▶ _Work instruction_:
Among the lines below, restate word for word only those from the line with "self.flags & flags::UP != 0" through the line with "if input.len() < 18 +", with both end lines kept.

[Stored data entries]

* * * * * * *

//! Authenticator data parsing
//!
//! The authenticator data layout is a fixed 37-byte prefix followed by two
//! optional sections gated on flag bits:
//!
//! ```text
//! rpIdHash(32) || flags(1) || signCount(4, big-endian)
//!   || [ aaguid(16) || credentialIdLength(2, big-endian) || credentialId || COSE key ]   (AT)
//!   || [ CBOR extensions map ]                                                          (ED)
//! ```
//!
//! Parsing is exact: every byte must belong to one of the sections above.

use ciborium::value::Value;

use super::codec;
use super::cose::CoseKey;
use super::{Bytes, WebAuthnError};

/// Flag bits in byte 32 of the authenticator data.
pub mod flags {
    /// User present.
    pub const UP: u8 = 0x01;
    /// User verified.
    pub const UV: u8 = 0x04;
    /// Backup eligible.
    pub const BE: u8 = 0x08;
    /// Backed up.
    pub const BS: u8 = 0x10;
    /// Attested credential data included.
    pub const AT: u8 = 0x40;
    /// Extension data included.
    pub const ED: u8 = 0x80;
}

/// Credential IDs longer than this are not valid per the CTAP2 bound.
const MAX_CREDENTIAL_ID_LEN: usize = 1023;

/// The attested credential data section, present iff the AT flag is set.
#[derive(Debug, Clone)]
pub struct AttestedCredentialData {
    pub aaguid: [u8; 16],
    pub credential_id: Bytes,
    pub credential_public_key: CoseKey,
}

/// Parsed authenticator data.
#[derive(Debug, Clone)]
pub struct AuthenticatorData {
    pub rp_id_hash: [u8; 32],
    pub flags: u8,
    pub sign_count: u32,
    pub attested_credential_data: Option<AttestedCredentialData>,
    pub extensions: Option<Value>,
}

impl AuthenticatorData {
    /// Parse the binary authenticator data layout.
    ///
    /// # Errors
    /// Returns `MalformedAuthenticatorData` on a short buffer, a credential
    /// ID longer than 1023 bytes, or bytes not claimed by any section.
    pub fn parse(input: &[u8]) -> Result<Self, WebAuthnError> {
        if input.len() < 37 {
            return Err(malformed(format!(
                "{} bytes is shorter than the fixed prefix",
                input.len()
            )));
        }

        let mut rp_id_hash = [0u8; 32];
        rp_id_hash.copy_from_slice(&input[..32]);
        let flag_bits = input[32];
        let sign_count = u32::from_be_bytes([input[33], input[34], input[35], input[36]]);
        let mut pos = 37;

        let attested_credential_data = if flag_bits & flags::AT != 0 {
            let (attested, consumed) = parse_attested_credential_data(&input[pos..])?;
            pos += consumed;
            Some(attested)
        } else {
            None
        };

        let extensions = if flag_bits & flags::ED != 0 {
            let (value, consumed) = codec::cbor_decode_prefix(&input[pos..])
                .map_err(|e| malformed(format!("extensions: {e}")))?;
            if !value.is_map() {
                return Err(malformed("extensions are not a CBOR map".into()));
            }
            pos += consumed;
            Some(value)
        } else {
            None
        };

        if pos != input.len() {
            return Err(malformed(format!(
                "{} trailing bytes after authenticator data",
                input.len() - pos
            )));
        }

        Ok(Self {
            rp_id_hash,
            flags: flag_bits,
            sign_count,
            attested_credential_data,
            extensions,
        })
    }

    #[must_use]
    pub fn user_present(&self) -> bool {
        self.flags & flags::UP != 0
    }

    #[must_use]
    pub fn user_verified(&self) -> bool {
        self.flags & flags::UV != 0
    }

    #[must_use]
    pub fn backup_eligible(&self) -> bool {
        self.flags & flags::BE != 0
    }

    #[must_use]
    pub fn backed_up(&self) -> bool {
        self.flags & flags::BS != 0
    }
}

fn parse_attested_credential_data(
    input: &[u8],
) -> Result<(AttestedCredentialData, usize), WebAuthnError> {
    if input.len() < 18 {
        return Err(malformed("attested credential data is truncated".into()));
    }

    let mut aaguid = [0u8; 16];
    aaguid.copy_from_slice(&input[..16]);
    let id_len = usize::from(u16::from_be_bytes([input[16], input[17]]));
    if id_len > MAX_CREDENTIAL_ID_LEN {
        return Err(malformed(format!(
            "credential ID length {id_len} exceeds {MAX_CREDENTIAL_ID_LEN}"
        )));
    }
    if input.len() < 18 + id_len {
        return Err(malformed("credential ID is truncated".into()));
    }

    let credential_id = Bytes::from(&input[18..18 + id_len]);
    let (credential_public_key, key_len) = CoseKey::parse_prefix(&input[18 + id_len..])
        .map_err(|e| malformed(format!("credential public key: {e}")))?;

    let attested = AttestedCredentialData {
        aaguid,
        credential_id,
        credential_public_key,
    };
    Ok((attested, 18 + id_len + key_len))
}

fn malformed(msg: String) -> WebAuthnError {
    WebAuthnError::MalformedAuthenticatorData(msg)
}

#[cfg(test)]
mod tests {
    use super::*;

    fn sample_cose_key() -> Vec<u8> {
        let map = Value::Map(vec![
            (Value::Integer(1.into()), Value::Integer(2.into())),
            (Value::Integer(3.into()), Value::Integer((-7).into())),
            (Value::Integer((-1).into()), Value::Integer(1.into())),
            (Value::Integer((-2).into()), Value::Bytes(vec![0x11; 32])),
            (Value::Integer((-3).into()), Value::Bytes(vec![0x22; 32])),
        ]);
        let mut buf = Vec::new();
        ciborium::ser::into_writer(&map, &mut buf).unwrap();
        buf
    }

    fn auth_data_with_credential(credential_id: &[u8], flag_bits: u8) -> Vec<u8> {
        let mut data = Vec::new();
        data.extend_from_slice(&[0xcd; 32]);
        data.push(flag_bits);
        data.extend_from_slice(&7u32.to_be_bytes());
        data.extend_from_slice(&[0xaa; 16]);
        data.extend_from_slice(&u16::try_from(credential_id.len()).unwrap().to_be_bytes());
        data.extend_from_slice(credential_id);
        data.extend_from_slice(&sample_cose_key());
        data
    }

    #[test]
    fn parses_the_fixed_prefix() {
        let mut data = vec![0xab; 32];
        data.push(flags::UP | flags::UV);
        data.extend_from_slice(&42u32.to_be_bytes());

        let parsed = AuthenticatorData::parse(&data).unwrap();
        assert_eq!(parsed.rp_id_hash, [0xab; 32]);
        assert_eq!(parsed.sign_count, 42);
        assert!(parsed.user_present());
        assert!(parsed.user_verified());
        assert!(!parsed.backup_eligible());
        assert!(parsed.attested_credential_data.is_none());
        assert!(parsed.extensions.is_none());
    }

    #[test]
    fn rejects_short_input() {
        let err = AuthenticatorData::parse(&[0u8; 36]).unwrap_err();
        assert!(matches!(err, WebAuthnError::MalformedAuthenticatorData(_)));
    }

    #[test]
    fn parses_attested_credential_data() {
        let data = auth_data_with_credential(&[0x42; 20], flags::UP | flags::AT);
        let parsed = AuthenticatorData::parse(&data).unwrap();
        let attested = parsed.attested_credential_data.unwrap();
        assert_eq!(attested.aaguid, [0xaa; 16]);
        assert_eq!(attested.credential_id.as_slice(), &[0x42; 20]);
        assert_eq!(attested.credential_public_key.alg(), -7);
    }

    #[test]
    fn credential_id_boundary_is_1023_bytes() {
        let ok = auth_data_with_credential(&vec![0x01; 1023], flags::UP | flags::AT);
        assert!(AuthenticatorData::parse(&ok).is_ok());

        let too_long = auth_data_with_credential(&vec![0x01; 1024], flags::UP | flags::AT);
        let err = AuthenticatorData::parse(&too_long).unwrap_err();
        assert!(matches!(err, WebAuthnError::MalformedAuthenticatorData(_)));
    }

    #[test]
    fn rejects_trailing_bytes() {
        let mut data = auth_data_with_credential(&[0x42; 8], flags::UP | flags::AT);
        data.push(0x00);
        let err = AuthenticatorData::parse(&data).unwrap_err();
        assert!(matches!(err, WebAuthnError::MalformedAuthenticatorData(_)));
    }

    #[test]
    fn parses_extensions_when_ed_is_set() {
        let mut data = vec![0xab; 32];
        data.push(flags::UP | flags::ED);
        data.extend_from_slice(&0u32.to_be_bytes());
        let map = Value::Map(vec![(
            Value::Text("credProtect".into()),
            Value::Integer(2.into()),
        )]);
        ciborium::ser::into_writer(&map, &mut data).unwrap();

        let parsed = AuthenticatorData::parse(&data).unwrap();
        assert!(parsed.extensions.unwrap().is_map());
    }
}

* * * * * * *

▶ _Task answer_:
        self.flags & flags::UP != 0
    }

    #[must_use]
    pub fn user_verified(&self) -> bool {
        self.flags & flags::UV != 0
    }

    #[must_use]
    pub fn backup_eligible(&self) -> bool {
        self.flags & flags::BE != 0
    }

    #[must_use]
    pub fn backed_up(&self) -> bool {
        self.flags & flags::BS != 0
    }
}

fn parse_attested_credential_data(
    input: &[u8],
) -> Result<(AttestedCredentialData, usize), WebAuthnError> {
    if input.len() < 18 {
        return Err(malformed("attested credential data is truncated".into()));
    }

    let mut aaguid = [0u8; 16];
    aaguid.copy_from_slice(&input[..16]);
    let id_len = usize::from(u16::from_be_bytes([input[16], input[17]]));
    if id_len > MAX_CREDENTIAL_ID_LEN {
        return Err(malformed(format!(
            "credential ID length {id_len} exceeds {MAX_CREDENTIAL_ID_LEN}"
        )));
    }
    if input.len() < 18 + id_len {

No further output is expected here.